As with taxpayer funding of abortion, already mandated by our state Supreme Court to supposedly ensure equality for all women, taxpayers will foot the bill for these emerging mandates.

The triumph of gender identity is the real war on women

The irony of an amendment that protects gender equality is that it undermines the equality of the sexes, seen most plainly in the absurd spectacle of biological males dominating women’s sports. The amorphous concept of gender swallows whole the matter of the equality of the sexes, not to mention the reality of sexual difference and the distinctions that are made because of those differences. Though there is an errant view of the sexes that depicts equality as sameness, thereby making women’s equality dependent on their ability to behave like men, at least it recognizes the reality of the sexual binary. Gender identity, however, allows men to play women, and vice versa, undermining both women’s equality and the dignity of the unique nature of women altogether.

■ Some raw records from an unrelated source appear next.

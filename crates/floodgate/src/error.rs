//! Error types for admission control.

use std::time::Duration;
use thiserror::Error;

/// Errors that can occur in admission control operations.
#[derive(Debug, Error)]
pub enum AdmissionError {
    /// Client is on the temporary blacklist.
    #[error("client {client} is blacklisted for another {}s", remaining.as_secs())]
    Blacklisted {
        /// The blacklisted client id.
        client: String,
        /// Time left until the entry expires.
        remaining: Duration,
    },

    /// Concurrent connection limit exceeded.
    #[error("connection limit exceeded for {client}: {current}/{max}")]
    ConnectionLimitExceeded {
        /// The client id.
        client: String,
        /// Current open connection count.
        current: u32,
        /// Maximum allowed.
        max: u32,
    },

    /// Sliding window rate limit exceeded.
    #[error("rate limit exceeded for {client}: {count} requests in window (max {max})")]
    RateLimitExceeded {
        /// The rate-limited client id.
        client: String,
        /// Requests observed in the current window, including this one.
        count: u32,
        /// Maximum allowed per window.
        max: u32,
    },

    /// Request failed structural validation.
    #[error("invalid request from {client}: {reason}")]
    InvalidRequest {
        /// The client id.
        client: String,
        /// What the validator objected to.
        reason: String,
    },

    /// Configuration error.
    #[error("invalid configuration: {0}")]
    InvalidConfig(String),

    /// Internal error.
    #[error("internal error: {0}")]
    Internal(String),
}

/// Result type for admission control operations.
pub type AdmissionResult<T> = Result<T, AdmissionError>;

#[cfg(test)]
mod tests {
    use super::*;

    #[test]
    fn test_error_display_blacklisted() {
        let err = AdmissionError::Blacklisted {
            client: "203.0.113.7".into(),
            remaining: Duration::from_secs(29),
        };
        let msg = err.to_string();
        assert!(msg.contains("203.0.113.7"));
        assert!(msg.contains("blacklisted"));
        assert!(msg.contains("29s"));
    }

    #[test]
    fn test_error_display_connection_limit() {
        let err = AdmissionError::ConnectionLimitExceeded {
            client: "203.0.113.7".into(),
            current: 10,
            max: 10,
        };
        let msg = err.to_string();
        assert!(msg.contains("connection limit exceeded"));
        assert!(msg.contains("10/10"));
    }

    #[test]
    fn test_error_display_rate_limit() {
        let err = AdmissionError::RateLimitExceeded {
            client: "203.0.113.7".into(),
            count: 21,
            max: 20,
        };
        let msg = err.to_string();
        assert!(msg.contains("rate limit exceeded"));
        assert!(msg.contains("21"));
        assert!(msg.contains("20"));
    }

    #[test]
    fn test_error_display_invalid_request() {
        let err = AdmissionError::InvalidRequest {
            client: "203.0.113.7".into(),
            reason: "identifier too short".into(),
        };
        assert!(err.to_string().contains("identifier too short"));
    }

    #[test]
    fn test_error_display_invalid_config() {
        let err = AdmissionError::InvalidConfig("window must be non-zero".into());
        assert!(err.to_string().contains("window must be non-zero"));
    }

    #[test]
    fn test_error_display_internal() {
        let err = AdmissionError::Internal("unexpected state".into());
        assert!(err.to_string().contains("unexpected state"));
    }
}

The amendment will further constitutionalize abortion

Gender activists believe that the equality of all persons (regardless of gender identity) is dependent upon their ability to avoid responsibility of conception. In other words, in this view, so-called sexual independence/freedom is a cornerstone of equality, which again equates equality with the crudest vices of biological men—abandoning responsibility for the children that they father.

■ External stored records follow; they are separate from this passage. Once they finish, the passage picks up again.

//! Sliding window rate limiting.

use std::collections::VecDeque;
use std::time::{Duration, Instant};

use serde::{Deserialize, Serialize};

/// Class of traffic a request belongs to, used to pick a rate policy.
#[derive(Debug, Clone, Copy, PartialEq, Eq, Hash, Default, Serialize, Deserialize)]
#[serde(rename_all = "snake_case")]
pub enum TrafficClass {
    /// Ordinary request/response traffic.
    #[default]
    Http,
    /// Connectionless datagram traffic, allowed a higher request budget.
    Datagram,
}

/// Resolved rate limiting parameters for one traffic class.
#[derive(Debug, Clone, Copy)]
pub struct RatePolicy {
    /// Maximum requests allowed per window.
    pub max_requests: u32,
    /// Window duration.
    pub window: Duration,
    /// Maximum timestamps retained per client regardless of verdict.
    pub max_tracked: usize,
}

/// Sliding window of request timestamps for one client.
///
/// Timestamps are supplied by the caller rather than read from the clock,
/// which keeps window arithmetic deterministic under test.
#[derive(Debug)]
pub struct RequestWindow {
    timestamps: VecDeque<Instant>,
}

impl RequestWindow {
    /// Create an empty window.
    #[must_use]
    pub fn new() -> Self {
        Self {
            timestamps: VecDeque::new(),
        }
    }

    /// Record a request at `now` and check it against `policy`.
    ///
    /// Expired timestamps are pruned first, then the new request is recorded.
    /// Returns whether the request is allowed and the number of requests in
    /// the window including this one. The timestamp is retained even when the
    /// request is over the limit, so a client that keeps sending keeps
    /// violating.
    pub fn check_and_record(&mut self, now: Instant, policy: &RatePolicy) -> (bool, u32) {
        self.prune(now, policy.window);
        self.timestamps.push_back(now);
        while self.timestamps.len() > policy.max_tracked {
            self.timestamps.pop_front();
        }
        let count = self.timestamps.len() as u32;
        (count <= policy.max_requests, count)
    }

    /// Count requests currently inside the window ending at `now`.
    pub fn current_count(&mut self, now: Instant, window: Duration) -> u32 {
        self.prune(now, window);
        self.timestamps.len() as u32
    }

    /// Number of timestamps retained, pruned or not.
    #[must_use]
    pub fn len(&self) -> usize {
        self.timestamps.len()
    }

    /// Whether the window holds no timestamps.
    #[must_use]
    pub fn is_empty(&self) -> bool {
        self.timestamps.is_empty()
    }

    fn prune(&mut self, now: Instant, window: Duration) {
        // checked_sub covers processes younger than the window
        if let Some(cutoff) = now.checked_sub(window) {
            while self.timestamps.front().is_some_and(|t| *t < cutoff) {
                self.timestamps.pop_front();
            }
        }
    }
}

impl Default for RequestWindow {
    fn default() -> Self {
        Self::new()
    }
}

Fortunately, more and more people are waking up to the reality that the Sexual Revolution’s treatment of women like men has not improved the well-being of women and has instead led to increased sexual exploitation, sadness, and the “Me too” phenomenon. Rather than further constitutionalizing the Sexual Revolution, we should be working in tandem with the federal level to return it to a matter of legislative deliberation where a more careful line-drawing between interests can occur.

For all these reasons, the Legislature should reject this that is a redundancy in combatting unjust discrimination and will empower judges to impose many unforeseen consequences. Thank you for your consideration.